> [Required action]: Where a line in the listing below contains the word "async", copy that line.

Information given: Begin

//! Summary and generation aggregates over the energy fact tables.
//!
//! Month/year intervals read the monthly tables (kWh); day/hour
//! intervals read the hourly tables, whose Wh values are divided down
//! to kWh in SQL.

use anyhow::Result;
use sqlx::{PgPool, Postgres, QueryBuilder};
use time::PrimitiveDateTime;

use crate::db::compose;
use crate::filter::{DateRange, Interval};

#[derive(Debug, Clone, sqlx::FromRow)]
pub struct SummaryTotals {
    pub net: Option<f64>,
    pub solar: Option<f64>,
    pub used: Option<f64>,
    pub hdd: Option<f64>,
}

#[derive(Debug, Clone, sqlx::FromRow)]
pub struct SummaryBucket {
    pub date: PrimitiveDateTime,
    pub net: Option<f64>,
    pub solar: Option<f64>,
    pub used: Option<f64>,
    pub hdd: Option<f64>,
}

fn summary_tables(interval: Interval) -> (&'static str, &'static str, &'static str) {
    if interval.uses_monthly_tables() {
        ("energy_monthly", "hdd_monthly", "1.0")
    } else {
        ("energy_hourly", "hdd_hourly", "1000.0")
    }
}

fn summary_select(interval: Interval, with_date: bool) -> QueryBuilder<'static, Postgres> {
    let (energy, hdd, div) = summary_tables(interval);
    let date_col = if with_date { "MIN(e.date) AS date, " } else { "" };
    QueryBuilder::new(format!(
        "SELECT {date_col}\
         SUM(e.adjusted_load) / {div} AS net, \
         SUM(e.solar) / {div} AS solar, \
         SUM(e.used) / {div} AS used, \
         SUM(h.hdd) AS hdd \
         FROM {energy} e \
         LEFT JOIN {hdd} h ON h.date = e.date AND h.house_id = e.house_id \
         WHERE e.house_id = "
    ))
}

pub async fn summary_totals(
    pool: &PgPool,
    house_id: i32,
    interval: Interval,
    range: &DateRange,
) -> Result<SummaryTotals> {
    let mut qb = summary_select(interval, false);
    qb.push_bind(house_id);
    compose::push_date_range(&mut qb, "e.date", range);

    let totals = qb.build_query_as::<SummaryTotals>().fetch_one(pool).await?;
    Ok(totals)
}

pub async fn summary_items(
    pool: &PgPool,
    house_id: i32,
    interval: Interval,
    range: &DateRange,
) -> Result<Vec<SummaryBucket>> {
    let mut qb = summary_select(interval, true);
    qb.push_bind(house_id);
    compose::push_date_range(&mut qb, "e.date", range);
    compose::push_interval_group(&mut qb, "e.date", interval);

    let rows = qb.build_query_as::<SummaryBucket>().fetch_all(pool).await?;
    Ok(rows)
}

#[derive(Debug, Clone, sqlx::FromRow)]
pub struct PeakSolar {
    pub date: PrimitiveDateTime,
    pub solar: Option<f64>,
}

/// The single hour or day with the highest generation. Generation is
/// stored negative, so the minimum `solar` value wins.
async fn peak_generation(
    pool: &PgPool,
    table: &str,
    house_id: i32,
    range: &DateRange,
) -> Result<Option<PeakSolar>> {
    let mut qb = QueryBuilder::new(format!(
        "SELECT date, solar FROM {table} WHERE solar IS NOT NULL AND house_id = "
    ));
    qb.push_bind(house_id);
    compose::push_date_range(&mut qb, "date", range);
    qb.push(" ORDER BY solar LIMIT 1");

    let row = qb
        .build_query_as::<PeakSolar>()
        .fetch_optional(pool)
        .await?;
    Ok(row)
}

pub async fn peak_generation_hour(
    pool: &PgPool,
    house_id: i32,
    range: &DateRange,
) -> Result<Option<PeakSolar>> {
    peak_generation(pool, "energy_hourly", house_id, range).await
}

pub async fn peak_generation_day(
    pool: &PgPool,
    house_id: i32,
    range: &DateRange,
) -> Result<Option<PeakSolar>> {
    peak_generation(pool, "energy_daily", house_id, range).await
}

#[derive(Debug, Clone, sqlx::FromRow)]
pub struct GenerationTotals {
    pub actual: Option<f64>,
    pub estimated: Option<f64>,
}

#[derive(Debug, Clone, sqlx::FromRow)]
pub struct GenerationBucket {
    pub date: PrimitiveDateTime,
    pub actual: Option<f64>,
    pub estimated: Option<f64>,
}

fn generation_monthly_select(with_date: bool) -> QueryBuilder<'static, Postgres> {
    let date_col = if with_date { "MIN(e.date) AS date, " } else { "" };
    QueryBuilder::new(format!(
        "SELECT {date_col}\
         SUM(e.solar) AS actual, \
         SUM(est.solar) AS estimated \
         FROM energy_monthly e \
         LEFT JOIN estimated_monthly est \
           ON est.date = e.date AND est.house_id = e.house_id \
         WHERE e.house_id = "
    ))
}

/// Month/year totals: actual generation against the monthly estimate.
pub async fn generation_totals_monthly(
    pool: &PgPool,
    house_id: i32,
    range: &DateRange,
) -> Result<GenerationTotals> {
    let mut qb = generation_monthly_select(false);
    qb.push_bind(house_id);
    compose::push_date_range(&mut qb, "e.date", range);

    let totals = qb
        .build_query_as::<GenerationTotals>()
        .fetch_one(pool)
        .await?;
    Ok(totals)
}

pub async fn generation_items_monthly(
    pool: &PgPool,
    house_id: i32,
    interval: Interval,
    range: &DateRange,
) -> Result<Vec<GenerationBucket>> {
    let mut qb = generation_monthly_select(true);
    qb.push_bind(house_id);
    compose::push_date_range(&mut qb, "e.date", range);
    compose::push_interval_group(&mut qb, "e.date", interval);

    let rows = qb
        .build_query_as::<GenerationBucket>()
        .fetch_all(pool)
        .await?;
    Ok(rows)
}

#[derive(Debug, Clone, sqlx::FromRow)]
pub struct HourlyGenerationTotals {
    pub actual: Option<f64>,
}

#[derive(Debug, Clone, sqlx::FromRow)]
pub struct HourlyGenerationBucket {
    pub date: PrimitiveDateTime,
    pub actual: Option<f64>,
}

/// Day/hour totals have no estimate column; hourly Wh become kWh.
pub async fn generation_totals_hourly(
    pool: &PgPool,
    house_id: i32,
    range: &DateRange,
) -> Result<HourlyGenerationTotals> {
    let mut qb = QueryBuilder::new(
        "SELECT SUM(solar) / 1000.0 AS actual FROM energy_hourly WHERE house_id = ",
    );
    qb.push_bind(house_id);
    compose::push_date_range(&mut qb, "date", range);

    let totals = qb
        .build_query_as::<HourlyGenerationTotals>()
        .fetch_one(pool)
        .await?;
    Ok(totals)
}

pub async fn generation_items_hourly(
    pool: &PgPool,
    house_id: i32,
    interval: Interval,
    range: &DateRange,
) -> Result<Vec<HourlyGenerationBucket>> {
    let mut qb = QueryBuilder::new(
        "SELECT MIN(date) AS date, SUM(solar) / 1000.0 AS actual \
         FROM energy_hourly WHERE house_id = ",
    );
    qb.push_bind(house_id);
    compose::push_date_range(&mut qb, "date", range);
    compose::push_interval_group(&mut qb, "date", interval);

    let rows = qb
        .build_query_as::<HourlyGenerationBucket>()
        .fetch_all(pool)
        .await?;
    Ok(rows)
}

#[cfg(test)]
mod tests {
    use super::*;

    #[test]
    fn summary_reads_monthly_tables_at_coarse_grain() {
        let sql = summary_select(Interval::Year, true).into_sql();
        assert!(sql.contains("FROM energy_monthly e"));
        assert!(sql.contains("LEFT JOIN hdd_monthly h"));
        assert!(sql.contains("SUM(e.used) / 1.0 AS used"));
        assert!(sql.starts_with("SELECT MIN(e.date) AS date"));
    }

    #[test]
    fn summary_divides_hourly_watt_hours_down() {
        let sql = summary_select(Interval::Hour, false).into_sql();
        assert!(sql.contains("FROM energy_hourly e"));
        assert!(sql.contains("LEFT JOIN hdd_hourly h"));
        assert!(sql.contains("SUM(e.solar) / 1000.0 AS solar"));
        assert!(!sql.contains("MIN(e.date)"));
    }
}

Information given: End

> [The answer]:
pub async fn summary_totals(
pub async fn summary_items(
async fn peak_generation(
pub async fn peak_generation_hour(
pub async fn peak_generation_day(
pub async fn generation_totals_monthly(
pub async fn generation_items_monthly(
pub async fn generation_totals_hourly(
pub async fn generation_items_hourly(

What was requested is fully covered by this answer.